What to produce —
When the word "timing" appears in a line of the data below, list that line.

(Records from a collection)
----------

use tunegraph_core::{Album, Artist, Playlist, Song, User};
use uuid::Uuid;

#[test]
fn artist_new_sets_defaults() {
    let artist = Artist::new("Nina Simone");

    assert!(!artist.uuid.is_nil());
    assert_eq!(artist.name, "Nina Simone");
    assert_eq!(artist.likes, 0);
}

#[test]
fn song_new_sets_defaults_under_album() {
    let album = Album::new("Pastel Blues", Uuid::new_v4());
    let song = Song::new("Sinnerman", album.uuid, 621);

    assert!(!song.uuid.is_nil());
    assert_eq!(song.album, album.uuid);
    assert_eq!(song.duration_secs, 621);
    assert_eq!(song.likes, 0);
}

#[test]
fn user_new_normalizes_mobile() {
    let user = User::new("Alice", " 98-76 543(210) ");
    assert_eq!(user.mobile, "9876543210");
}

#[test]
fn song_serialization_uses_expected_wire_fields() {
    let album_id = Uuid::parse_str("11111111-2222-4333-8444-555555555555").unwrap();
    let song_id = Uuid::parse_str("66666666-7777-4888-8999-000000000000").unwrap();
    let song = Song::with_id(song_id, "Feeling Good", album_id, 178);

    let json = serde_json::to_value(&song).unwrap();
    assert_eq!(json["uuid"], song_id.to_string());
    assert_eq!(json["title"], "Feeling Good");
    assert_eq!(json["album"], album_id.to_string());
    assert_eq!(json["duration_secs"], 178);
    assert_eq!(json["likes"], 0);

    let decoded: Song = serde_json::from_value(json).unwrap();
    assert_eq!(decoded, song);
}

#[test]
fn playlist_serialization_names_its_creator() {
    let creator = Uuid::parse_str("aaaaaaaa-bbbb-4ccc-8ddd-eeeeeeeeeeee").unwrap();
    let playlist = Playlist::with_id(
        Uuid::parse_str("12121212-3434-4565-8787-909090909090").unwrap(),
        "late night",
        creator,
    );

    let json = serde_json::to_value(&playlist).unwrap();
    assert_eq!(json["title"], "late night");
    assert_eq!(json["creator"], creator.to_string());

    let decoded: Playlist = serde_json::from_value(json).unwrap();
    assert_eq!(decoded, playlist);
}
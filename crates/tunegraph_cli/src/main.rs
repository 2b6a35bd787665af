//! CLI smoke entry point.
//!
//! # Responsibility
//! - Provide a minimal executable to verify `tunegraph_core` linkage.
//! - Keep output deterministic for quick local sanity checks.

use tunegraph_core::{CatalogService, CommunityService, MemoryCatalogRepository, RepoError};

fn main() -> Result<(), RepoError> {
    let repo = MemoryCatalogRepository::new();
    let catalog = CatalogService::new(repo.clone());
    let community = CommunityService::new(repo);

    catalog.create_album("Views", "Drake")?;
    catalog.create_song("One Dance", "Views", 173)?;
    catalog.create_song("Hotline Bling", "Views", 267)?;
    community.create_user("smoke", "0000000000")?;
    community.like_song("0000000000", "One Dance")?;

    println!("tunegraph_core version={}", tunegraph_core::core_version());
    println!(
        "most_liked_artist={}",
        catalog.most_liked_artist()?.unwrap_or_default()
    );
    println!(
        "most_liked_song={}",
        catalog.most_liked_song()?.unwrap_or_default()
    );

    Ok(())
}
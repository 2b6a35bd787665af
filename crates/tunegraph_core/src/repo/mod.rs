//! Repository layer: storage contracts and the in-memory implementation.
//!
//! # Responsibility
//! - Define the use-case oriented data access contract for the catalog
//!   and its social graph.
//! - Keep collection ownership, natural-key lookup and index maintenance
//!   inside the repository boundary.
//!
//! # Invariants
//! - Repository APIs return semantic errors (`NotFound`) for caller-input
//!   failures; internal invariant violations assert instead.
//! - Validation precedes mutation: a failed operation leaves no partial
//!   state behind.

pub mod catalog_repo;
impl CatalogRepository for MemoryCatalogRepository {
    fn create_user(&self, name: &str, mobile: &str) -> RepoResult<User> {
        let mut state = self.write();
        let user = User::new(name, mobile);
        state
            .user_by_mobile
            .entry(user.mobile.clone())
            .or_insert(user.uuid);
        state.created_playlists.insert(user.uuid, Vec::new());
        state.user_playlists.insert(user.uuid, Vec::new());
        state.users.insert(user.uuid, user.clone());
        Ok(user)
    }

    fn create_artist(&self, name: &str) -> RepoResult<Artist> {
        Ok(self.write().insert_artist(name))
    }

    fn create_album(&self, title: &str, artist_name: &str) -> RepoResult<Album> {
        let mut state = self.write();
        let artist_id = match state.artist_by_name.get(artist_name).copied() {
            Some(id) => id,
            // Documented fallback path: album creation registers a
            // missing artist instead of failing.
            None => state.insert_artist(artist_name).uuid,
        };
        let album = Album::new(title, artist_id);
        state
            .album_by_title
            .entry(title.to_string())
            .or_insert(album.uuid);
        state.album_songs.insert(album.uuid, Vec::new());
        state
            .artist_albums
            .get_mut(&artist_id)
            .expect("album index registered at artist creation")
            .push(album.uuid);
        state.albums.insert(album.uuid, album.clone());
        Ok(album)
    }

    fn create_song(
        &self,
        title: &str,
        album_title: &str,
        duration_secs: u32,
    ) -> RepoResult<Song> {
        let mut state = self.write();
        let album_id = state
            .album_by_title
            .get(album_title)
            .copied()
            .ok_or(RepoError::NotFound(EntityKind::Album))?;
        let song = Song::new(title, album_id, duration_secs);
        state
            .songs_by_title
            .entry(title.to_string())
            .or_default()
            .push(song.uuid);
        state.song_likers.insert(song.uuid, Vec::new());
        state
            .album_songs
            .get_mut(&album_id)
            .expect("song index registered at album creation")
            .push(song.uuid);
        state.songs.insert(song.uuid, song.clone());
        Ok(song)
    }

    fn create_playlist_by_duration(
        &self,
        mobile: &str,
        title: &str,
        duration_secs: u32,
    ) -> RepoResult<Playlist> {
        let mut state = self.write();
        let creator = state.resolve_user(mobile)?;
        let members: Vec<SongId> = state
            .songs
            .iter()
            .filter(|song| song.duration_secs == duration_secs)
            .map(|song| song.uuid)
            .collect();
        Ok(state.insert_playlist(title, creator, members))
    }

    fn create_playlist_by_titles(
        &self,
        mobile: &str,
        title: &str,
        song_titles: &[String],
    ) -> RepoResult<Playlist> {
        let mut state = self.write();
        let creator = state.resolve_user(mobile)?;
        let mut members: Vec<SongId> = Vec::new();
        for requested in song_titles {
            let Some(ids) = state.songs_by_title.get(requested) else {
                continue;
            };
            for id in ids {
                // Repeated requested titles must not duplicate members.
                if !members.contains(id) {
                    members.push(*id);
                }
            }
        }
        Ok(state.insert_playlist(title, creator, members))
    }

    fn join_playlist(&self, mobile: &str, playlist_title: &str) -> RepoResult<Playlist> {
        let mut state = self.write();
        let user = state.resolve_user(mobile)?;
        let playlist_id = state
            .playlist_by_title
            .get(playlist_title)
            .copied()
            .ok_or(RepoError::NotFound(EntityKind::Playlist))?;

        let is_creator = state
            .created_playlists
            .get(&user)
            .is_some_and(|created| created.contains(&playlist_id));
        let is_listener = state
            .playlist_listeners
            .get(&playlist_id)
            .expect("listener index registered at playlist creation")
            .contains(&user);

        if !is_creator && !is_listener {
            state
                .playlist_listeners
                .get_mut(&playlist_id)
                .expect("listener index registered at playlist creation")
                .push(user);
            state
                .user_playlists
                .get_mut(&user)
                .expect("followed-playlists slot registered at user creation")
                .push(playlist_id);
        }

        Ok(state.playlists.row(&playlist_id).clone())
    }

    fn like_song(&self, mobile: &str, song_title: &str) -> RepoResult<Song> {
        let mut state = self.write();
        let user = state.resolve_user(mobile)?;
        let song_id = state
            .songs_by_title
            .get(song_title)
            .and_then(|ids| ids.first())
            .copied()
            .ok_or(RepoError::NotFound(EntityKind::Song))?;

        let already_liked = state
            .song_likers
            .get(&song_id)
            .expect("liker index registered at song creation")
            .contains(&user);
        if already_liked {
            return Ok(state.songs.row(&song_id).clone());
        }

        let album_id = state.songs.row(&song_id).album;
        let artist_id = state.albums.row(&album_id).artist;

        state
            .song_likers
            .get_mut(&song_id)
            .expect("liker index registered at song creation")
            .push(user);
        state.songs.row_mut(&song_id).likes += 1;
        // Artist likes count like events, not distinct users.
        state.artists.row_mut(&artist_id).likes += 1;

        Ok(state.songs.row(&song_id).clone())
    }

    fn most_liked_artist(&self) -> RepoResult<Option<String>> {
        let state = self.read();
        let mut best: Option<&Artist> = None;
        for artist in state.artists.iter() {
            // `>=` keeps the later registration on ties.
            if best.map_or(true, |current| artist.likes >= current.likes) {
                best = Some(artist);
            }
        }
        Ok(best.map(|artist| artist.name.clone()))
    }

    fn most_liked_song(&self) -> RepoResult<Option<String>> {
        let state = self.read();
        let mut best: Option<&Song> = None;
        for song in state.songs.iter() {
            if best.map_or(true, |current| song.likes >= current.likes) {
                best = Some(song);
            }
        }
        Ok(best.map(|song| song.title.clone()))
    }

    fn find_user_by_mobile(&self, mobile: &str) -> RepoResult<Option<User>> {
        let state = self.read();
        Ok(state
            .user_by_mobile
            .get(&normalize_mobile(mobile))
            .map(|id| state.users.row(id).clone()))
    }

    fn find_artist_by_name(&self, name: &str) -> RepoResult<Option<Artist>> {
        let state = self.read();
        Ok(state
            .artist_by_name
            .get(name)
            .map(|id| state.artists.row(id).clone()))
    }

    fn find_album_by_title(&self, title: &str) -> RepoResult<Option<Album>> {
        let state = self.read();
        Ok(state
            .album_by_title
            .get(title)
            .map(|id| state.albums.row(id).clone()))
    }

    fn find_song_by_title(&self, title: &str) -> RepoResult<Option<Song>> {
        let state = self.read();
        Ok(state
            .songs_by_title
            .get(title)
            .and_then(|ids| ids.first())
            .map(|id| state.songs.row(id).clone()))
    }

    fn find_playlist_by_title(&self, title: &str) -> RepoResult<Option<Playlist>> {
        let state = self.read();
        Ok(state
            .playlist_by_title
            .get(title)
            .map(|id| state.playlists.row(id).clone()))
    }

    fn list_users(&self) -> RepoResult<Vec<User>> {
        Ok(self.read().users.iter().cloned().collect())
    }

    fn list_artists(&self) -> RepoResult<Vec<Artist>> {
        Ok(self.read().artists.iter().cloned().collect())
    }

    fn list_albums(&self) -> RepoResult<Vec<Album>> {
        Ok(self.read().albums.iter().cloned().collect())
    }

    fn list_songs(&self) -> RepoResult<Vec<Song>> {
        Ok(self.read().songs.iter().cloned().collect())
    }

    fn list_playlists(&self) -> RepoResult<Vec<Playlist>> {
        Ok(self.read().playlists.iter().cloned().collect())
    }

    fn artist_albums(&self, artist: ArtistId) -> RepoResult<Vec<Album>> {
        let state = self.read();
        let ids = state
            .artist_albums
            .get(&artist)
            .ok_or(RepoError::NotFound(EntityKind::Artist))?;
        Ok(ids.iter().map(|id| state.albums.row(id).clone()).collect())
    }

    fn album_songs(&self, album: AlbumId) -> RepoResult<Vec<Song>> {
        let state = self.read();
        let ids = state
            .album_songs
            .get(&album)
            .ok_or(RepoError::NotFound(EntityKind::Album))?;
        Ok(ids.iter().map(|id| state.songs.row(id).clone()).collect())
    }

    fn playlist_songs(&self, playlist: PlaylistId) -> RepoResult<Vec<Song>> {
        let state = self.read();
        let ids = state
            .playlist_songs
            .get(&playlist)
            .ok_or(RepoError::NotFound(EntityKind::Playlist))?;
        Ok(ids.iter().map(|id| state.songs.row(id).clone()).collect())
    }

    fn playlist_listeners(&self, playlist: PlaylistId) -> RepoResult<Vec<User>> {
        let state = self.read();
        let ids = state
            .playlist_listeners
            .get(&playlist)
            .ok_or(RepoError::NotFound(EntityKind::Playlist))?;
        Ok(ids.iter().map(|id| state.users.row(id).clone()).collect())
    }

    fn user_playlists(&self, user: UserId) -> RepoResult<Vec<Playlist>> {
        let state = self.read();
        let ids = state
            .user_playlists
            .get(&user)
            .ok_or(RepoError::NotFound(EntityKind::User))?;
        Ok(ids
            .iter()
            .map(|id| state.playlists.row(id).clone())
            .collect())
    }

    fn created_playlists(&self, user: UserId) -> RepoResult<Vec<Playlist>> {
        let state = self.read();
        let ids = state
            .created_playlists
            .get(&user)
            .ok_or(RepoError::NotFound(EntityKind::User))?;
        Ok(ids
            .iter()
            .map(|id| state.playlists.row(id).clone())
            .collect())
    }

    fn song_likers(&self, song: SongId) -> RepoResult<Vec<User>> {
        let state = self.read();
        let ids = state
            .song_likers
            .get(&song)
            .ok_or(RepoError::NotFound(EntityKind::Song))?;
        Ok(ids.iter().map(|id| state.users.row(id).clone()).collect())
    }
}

----------

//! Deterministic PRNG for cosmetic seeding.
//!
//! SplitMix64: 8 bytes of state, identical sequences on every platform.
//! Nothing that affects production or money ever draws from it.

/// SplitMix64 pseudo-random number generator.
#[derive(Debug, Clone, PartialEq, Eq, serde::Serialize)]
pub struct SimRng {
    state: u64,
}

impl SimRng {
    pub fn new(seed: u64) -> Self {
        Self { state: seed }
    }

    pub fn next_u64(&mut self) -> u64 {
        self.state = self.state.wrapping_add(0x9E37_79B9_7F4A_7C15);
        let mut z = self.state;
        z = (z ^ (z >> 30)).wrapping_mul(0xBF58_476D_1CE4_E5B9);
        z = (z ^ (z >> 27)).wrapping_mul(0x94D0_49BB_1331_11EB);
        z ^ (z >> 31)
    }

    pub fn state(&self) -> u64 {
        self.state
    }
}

----------

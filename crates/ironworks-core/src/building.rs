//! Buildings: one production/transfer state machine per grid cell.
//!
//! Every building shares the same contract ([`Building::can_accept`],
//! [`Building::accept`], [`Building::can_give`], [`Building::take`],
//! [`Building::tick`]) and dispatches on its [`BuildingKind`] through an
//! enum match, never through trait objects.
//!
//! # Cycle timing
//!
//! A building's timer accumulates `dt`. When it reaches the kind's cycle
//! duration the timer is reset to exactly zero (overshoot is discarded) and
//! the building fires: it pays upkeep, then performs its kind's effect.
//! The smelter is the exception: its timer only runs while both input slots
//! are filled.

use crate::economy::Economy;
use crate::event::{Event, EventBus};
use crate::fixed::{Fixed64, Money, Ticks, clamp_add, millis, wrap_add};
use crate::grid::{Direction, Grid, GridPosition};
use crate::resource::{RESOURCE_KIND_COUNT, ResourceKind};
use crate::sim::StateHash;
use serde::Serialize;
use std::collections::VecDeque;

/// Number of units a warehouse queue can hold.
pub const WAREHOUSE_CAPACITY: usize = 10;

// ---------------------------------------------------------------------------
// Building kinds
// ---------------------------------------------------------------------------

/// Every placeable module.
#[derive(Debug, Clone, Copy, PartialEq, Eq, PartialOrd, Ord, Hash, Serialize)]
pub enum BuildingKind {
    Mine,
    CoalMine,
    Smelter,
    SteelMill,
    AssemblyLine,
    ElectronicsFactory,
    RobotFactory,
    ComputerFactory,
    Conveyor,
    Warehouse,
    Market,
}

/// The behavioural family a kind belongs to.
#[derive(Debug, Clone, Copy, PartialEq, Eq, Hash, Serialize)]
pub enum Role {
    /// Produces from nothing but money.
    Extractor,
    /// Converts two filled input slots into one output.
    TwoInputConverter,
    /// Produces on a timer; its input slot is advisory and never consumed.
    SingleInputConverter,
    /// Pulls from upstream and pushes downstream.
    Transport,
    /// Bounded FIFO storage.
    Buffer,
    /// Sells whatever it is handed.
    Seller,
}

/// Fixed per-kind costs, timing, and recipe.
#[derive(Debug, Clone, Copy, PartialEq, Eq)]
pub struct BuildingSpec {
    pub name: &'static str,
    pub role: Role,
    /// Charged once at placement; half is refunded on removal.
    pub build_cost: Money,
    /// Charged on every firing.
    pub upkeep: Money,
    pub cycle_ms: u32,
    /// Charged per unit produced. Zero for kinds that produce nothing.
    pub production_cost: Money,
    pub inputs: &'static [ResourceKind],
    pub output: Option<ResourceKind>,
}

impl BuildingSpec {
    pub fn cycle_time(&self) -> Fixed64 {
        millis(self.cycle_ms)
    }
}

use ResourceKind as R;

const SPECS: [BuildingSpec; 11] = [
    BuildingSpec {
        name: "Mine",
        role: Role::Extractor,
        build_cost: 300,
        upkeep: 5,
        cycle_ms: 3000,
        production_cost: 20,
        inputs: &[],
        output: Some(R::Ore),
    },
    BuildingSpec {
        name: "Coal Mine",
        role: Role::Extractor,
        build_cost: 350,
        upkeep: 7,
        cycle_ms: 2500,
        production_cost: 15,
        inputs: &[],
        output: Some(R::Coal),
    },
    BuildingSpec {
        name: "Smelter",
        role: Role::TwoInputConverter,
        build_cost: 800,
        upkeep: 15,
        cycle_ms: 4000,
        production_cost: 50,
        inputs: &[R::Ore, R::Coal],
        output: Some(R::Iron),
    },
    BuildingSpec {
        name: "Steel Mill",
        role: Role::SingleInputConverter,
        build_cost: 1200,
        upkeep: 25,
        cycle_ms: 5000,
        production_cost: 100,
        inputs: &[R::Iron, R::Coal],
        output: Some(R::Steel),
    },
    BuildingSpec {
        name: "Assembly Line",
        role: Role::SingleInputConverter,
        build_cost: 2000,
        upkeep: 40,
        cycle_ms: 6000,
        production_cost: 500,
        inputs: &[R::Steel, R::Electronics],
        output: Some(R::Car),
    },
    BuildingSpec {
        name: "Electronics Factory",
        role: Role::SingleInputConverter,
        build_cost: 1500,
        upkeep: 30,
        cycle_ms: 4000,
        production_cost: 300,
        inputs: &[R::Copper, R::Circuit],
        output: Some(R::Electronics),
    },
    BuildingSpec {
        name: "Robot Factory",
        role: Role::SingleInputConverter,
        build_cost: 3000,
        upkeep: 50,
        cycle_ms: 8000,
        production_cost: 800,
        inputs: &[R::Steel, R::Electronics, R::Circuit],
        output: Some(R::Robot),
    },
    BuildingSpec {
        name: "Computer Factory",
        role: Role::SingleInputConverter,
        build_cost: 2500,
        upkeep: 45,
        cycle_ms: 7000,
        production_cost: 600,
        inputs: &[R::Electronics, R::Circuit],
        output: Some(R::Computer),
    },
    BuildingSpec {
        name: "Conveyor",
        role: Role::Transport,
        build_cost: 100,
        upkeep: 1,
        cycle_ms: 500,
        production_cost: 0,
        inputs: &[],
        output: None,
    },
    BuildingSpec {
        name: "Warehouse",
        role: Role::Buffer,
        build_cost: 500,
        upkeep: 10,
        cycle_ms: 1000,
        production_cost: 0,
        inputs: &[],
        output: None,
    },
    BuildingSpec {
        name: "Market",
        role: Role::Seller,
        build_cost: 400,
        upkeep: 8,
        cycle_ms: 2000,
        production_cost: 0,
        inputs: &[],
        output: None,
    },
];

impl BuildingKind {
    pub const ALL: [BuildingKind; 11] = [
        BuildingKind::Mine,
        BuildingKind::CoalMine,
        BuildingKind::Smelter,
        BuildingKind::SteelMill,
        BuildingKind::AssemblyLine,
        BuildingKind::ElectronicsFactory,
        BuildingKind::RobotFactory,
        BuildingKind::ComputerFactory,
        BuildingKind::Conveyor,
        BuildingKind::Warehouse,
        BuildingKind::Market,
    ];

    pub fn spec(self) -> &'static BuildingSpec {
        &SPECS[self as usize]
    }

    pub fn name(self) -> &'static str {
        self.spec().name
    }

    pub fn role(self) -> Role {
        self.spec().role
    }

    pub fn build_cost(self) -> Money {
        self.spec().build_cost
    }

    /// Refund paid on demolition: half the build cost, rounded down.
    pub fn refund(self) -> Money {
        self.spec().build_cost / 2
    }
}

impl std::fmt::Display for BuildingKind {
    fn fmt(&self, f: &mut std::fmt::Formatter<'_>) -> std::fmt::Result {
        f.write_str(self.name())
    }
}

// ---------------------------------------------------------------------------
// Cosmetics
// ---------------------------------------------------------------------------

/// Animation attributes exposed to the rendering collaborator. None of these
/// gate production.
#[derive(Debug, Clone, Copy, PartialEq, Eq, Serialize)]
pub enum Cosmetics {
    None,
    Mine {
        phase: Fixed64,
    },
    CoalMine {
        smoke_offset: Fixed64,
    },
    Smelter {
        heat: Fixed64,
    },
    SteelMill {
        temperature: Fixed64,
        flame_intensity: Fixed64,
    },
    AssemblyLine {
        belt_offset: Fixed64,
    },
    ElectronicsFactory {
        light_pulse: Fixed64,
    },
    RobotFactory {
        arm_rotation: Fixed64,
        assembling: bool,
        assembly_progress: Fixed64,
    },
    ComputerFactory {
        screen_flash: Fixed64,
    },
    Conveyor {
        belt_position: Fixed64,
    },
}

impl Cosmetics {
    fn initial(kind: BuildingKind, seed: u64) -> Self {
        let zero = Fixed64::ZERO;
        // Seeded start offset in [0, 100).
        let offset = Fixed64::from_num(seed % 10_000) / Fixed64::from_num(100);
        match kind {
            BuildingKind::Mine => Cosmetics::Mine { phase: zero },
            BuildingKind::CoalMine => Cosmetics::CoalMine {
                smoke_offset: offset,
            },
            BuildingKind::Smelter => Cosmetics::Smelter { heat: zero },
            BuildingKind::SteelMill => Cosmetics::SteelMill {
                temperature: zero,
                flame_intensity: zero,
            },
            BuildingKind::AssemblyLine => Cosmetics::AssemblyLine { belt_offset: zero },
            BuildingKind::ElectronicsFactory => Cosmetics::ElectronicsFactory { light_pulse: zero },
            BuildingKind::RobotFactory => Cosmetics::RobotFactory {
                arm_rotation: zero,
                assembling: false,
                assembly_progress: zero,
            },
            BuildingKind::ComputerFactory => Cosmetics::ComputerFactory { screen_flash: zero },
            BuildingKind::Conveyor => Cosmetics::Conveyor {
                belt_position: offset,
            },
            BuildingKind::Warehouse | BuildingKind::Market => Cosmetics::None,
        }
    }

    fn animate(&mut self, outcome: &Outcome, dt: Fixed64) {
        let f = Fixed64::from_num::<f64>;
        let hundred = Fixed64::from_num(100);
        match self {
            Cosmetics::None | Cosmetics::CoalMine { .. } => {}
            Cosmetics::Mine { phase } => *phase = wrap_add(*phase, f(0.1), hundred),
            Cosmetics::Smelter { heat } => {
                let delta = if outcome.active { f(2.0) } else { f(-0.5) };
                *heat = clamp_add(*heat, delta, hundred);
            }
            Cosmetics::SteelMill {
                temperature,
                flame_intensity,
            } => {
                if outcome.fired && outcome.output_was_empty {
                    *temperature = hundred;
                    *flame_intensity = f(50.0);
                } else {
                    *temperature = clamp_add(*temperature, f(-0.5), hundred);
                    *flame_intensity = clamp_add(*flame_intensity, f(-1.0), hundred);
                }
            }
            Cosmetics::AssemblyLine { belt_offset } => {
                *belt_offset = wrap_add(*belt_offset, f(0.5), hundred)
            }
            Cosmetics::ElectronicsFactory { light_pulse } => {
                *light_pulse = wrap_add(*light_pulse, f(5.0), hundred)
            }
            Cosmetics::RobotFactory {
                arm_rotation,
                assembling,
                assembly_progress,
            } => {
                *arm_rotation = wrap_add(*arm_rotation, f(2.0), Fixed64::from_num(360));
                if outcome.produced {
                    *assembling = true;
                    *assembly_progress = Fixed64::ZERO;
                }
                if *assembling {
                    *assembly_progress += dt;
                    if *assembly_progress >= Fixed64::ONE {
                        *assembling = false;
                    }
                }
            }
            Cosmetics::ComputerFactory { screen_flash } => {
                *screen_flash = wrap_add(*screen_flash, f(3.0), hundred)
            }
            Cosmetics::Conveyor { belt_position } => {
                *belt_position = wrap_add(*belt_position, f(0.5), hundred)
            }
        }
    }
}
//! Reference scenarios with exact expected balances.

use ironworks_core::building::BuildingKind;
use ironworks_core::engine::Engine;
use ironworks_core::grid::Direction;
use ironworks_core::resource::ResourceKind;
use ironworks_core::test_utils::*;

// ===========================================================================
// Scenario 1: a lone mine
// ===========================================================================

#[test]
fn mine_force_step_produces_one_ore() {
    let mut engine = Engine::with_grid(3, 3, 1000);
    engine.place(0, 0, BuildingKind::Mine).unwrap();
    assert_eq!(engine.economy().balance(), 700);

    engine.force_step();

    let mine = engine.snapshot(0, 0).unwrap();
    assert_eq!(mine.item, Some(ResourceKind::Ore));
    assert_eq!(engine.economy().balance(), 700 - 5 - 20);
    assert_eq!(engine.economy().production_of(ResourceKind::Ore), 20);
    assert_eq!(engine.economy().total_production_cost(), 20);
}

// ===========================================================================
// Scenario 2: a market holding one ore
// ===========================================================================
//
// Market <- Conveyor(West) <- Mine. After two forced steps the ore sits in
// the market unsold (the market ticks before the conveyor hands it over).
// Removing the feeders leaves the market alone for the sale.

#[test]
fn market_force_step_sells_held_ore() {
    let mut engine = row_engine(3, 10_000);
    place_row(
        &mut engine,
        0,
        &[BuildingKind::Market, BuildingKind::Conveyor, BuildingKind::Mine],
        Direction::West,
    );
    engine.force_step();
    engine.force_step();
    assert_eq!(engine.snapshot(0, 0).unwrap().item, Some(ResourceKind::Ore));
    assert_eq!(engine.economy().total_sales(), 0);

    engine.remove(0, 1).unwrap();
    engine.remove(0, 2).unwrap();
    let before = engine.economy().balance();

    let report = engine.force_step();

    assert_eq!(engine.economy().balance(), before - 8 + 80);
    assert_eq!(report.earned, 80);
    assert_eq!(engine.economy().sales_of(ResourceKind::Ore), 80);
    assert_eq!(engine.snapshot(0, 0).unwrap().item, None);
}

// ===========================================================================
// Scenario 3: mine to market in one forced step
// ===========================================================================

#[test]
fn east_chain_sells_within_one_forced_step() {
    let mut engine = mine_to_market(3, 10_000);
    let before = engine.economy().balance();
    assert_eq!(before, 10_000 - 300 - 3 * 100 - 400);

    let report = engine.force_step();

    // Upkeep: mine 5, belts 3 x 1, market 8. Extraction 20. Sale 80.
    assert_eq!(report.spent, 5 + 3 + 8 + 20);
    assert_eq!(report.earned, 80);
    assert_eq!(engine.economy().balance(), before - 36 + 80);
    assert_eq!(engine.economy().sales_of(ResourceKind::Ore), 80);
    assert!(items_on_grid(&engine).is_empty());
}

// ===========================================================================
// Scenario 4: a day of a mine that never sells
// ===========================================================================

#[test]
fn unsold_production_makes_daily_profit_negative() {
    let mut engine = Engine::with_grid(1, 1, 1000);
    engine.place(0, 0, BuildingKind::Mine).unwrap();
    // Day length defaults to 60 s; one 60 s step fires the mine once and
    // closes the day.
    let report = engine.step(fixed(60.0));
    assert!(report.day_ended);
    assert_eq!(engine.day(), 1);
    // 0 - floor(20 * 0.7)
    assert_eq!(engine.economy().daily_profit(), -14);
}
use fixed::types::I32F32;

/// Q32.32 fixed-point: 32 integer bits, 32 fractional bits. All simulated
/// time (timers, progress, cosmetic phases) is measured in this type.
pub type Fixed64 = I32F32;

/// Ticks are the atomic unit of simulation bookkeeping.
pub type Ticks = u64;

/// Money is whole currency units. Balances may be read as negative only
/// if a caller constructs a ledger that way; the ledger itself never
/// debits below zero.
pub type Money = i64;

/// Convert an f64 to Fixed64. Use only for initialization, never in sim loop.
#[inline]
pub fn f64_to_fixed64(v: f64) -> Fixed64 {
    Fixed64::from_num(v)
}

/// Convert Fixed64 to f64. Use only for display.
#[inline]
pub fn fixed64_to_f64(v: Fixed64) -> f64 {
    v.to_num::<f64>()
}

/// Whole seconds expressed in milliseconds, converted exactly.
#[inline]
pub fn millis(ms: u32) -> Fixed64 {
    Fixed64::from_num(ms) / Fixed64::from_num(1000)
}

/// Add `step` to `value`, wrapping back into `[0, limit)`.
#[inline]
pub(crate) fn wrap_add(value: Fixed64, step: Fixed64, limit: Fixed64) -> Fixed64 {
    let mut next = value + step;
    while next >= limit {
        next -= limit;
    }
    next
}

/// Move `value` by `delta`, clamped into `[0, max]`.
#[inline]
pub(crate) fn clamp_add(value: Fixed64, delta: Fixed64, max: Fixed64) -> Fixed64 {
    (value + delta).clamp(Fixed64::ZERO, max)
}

----------

Task output —
//! # Cycle timing
/// Fixed per-kind costs, timing, and recipe.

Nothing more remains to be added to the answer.